Nesta aflição, aflora com brilho a inteligência a vasta cultura, assim como a dialéctica e a retórica das dezenas de académicos, intelectuais, políticos, etc., que têm intervindo neste debate “YES-NO” pela independência da Escócia, tanto de uma facção, como da outra. A riqueza e o rigor dos debates e das intervenções mais significativos tem sido exemplar.
Ontem, sem ter um papel ou um video-cábula, Gordon Brown, o ex-Primeiro Ministro Britânico trabalhista que foi arrasado pelo actual conservador, David Cameron nas últimas eleições gerais no Reino Unido, esteve com a fasquia da sua qualidade intelectual e política a alto nível. Chega, aliás, a comover, ver políticos dos partidos de referência, normalmente envolvidos em paixões de sinal tão contrário, racional e emocionalmente unidos como uma pinha quando os esteios da União entram em risco de sossobro. Foi assim com a Guerra das Ilhas Falkland (Malvinas, para os Argentinos) e é agora ante o cenário do colapso face à possível secessão da Escócia.
A poderosa intervenção de Gordon Brown soube a Vinho do Porto Vintage. Brown teve corpo, aroma, espessura, consistência, vigor, extensão, e vai sobreviver no palato dos votantes durante muito tempo. Alegando a minada e letal ratoeira económica montada na argumentação independentista de Salmond, Gordon Brown demonstrou que, uma vez ratado o queijo tentador, e já dentro da caixa envenenada, os escoceses jamais voltarão a poder sair. Tal como Lady Macbeth de Shakespeare, Brown avisou, em tom dramático: “What is done, is done”.

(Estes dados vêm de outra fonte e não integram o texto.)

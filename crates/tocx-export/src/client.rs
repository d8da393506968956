//! Jupyter server REST client.
//!
//! Provides the remote collaborators of an export:
//! - `GET {base}/nbconvert/html/{path}?download=false` renders a notebook
//! - `GET {base}/{stylesheet_path}` fetches the ToC stylesheet (see
//!   [`StylesheetSource`] for the local alternatives)
//! - `PUT {base}/api/contents/{path}` stores notebook edits
//!
//! Requests use a blocking [`ureq::Agent`] and run on tokio's blocking pool,
//! so the export task suspends while a request is in flight.

use std::time::Duration;

use percent_encoding::{AsciiSet, NON_ALPHANUMERIC, utf8_percent_encode};
use tracing::{debug, info, warn};
use ureq::Agent;

use crate::collaborators::RenderService;
use crate::error::{ExportError, Resource};
use crate::stylesheet::{self, BUNDLED_STYLESHEET, StylesheetSource};

/// Default HTTP timeout in seconds.
const DEFAULT_TIMEOUT: u64 = 30;

/// Upper bound on response bodies (rendered notebooks embed their images).
const MAX_BODY_SIZE: u64 = 256 * 1024 * 1024;

/// Characters kept verbatim in path segments (same set as `encodeURIComponent`).
const PATH_SEGMENT_ENCODE_SET: &AsciiSet = &NON_ALPHANUMERIC
    .remove(b'-')
    .remove(b'_')
    .remove(b'.')
    .remove(b'!')
    .remove(b'~')
    .remove(b'*')
    .remove(b'\'')
    .remove(b'(')
    .remove(b')');

/// Jupyter server REST client.
#[derive(Clone)]
pub struct JupyterClient {
    agent: Agent,
    base_url: String,
    token: Option<String>,
    stylesheet: StylesheetSource,
}

impl JupyterClient {
    /// Create a client for the server at `base_url`.
    ///
    /// The stylesheet is fetched from the default server route until
    /// [`with_stylesheet`](Self::with_stylesheet) picks another source.
    pub fn new(base_url: &str) -> Self {
        let agent = Agent::config_builder()
            .timeout_global(Some(Duration::from_secs(DEFAULT_TIMEOUT)))
            .http_status_as_error(false)
            .build()
            .into();

        Self {
            agent,
            base_url: base_url.trim_end_matches('/').to_owned(),
            token: None,
            stylesheet: StylesheetSource::default(),
        }
    }

    /// Choose where the ToC stylesheet comes from.
    #[must_use]
    pub fn with_stylesheet(mut self, source: StylesheetSource) -> Self {
        self.stylesheet = source;
        self
    }

    /// Authenticate requests with an API token.
    #[must_use]
    pub fn with_token(mut self, token: Option<String>) -> Self {
        self.token = token;
        self
    }

    /// Override the per-request timeout.
    #[must_use]
    pub fn with_timeout(mut self, timeout: Duration) -> Self {
        self.agent = Agent::config_builder()
            .timeout_global(Some(timeout))
            .http_status_as_error(false)
            .build()
            .into();
        self
    }

    /// URL rendering `path` to HTML without a download disposition.
    pub fn nbconvert_url(&self, path: &str) -> String {
        format!(
            "{}/nbconvert/html/{}?download=false",
            self.base_url,
            encode_path(path)
        )
    }

    /// URL of the ToC stylesheet, if it is fetched from the server.
    pub fn stylesheet_url(&self) -> Option<String> {
        match &self.stylesheet {
            StylesheetSource::Server(path) => Some(format!("{}/{}", self.base_url, path)),
            StylesheetSource::File(_) | StylesheetSource::Bundled => None,
        }
    }

    /// Contents API URL for `path`.
    pub fn contents_url(&self, path: &str) -> String {
        format!("{}/api/contents/{}", self.base_url, encode_path(path))
    }

    /// Store notebook JSON at `path` through the contents API.
    ///
    /// # Errors
    ///
    /// Returns [`ExportError::Transport`] or [`ExportError::Response`].
    pub async fn save_notebook(
        &self,
        path: &str,
        notebook: serde_json::Value,
    ) -> Result<(), ExportError> {
        let client = self.clone();
        let url = self.contents_url(path);
        info!("Saving {} before export", path);
        run_blocking(Resource::Contents, move || {
            client.put_notebook_blocking(&url, &notebook)
        })
        .await
    }

    /// GET `url` and return the body text.
    pub(crate) fn get_text_blocking(
        &self,
        url: &str,
        resource: Resource,
    ) -> Result<String, ExportError> {
        debug!("GET {}", url);

        let mut request = self.agent.get(url);
        if let Some(token) = &self.token {
            request = request.header("Authorization", &format!("token {token}"));
        }
        let response = request.call().map_err(|e| transport(resource, &e))?;

        let status = response.status().as_u16();
        let mut body = response.into_body();
        let text = body
            .with_config()
            .limit(MAX_BODY_SIZE)
            .read_to_string()
            .map_err(|e| transport(resource, &e))?;

        if status >= 400 {
            return Err(ExportError::response(resource, status, &text));
        }

        info!("Fetched {} ({} bytes)", resource, text.len());
        Ok(text)
    }

    /// PUT notebook JSON to the contents API.
    pub(crate) fn put_notebook_blocking(
        &self,
        url: &str,
        notebook: &serde_json::Value,
    ) -> Result<(), ExportError> {
        debug!("PUT {}", url);

        let payload = serde_json::json!({
            "type": "notebook",
            "format": "json",
            "content": notebook,
        });

        let mut request = self.agent.put(url);
        if let Some(token) = &self.token {
            request = request.header("Authorization", &format!("token {token}"));
        }
        let response = request
            .send_json(&payload)
            .map_err(|e| transport(Resource::Contents, &e))?;

        let status = response.status().as_u16();
        if status >= 400 {
            let error_body = response
                .into_body()
                .read_to_string()
                .unwrap_or_else(|_| "(unable to read error body)".to_owned());
            return Err(ExportError::response(
                Resource::Contents,
                status,
                &error_body,
            ));
        }

        Ok(())
    }
}

impl RenderService for JupyterClient {
    async fn render_html(&self, path: &str) -> Result<String, ExportError> {
        let client = self.clone();
        let url = self.nbconvert_url(path);
        run_blocking(Resource::Document, move || {
            client.get_text_blocking(&url, Resource::Document)
        })
        .await
    }

    async fn stylesheet(&self) -> Result<String, ExportError> {
        match &self.stylesheet {
            StylesheetSource::Server(path) => {
                let client = self.clone();
                let url = format!("{}/{}", self.base_url, path);
                let fetched = run_blocking(Resource::Stylesheet, move || {
                    client.get_text_blocking(&url, Resource::Stylesheet)
                })
                .await;
                match fetched {
                    Err(ExportError::Response { status: 404, .. }) => {
                        warn!(path = %path, "Server has no ToC stylesheet, falling back to the bundled one");
                        Ok(BUNDLED_STYLESHEET.to_owned())
                    }
                    other => other,
                }
            }
            StylesheetSource::File(path) => {
                let path = path.clone();
                run_blocking(Resource::Stylesheet, move || stylesheet::read_file(&path)).await
            }
            StylesheetSource::Bundled => Ok(BUNDLED_STYLESHEET.to_owned()),
        }
    }
}

/// Run a blocking request on tokio's blocking pool.
async fn run_blocking<T, F>(resource: Resource, request: F) -> Result<T, ExportError>
where
    F: FnOnce() -> Result<T, ExportError> + Send + 'static,
    T: Send + 'static,
{
    tokio::task::spawn_blocking(request)
        .await
        .map_err(|e| ExportError::Transport {
            resource,
            message: format!("request task failed: {e}"),
        })?
}

fn transport(resource: Resource, error: &ureq::Error) -> ExportError {
    ExportError::Transport {
        resource,
        message: error.to_string(),
    }
}

/// Percent-encode each segment of a document path, keeping separators.
fn encode_path(path: &str) -> String {
    path.trim_start_matches('/')
        .split('/')
        .map(|segment| utf8_percent_encode(segment, PATH_SEGMENT_ENCODE_SET).to_string())
        .collect::<Vec<_>>()
        .join("/")
}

Uma grande preocupação vai emergir na madrugada de hoje. Milhares de pubs vão ficar abertos até de manhã. Com os temperamentos em ebulição, os escoceses, que são pouco contidos quando lhes dá para beber, irão certamente tirar partido do bar aberto. Ao longo de uma noite ansiosa corre-se assim o risco real de violência. E a polícia avisa que, se o “NO” ganhar, as casas, empresas, propriedades agrícolas, etc, com o cartaz NO afixado, correm o risco de serem vandalizadas. Ninguém conseguiu persuadir os taberneiros a fecharem os seus estabelecimentos às horas habituais nesta noite de 18 para 19.
Mas não há temporal que não dê em expectativa de bonança. Apesar de as últimas sondagens darem 52% para o “NO”, e 48% para o YES, e de ainda haver 172.000 indecisos que podem mudar a agulha para qualquer um dos lados, ontem à tarde, a probabilidade média entre os corretores de apostas de que o No, Better Together ganhe era de 83,3%. Será esse o mundo real? Uma das maiores apostas recebidas pela corretora Ladbrokes foi de 200.000 libras, e a favor no “NO”.
Mas quantas vezes é que os cavalos favoritos acabam por perder? Uma análise das redes sociais que mostra o YES três vezes mais activo que o NO no Twitter e no Facebook, indica que os independentistas podem ganhar.
Messieurs, Mesdames, les jeux sont faits, faites vos jeux.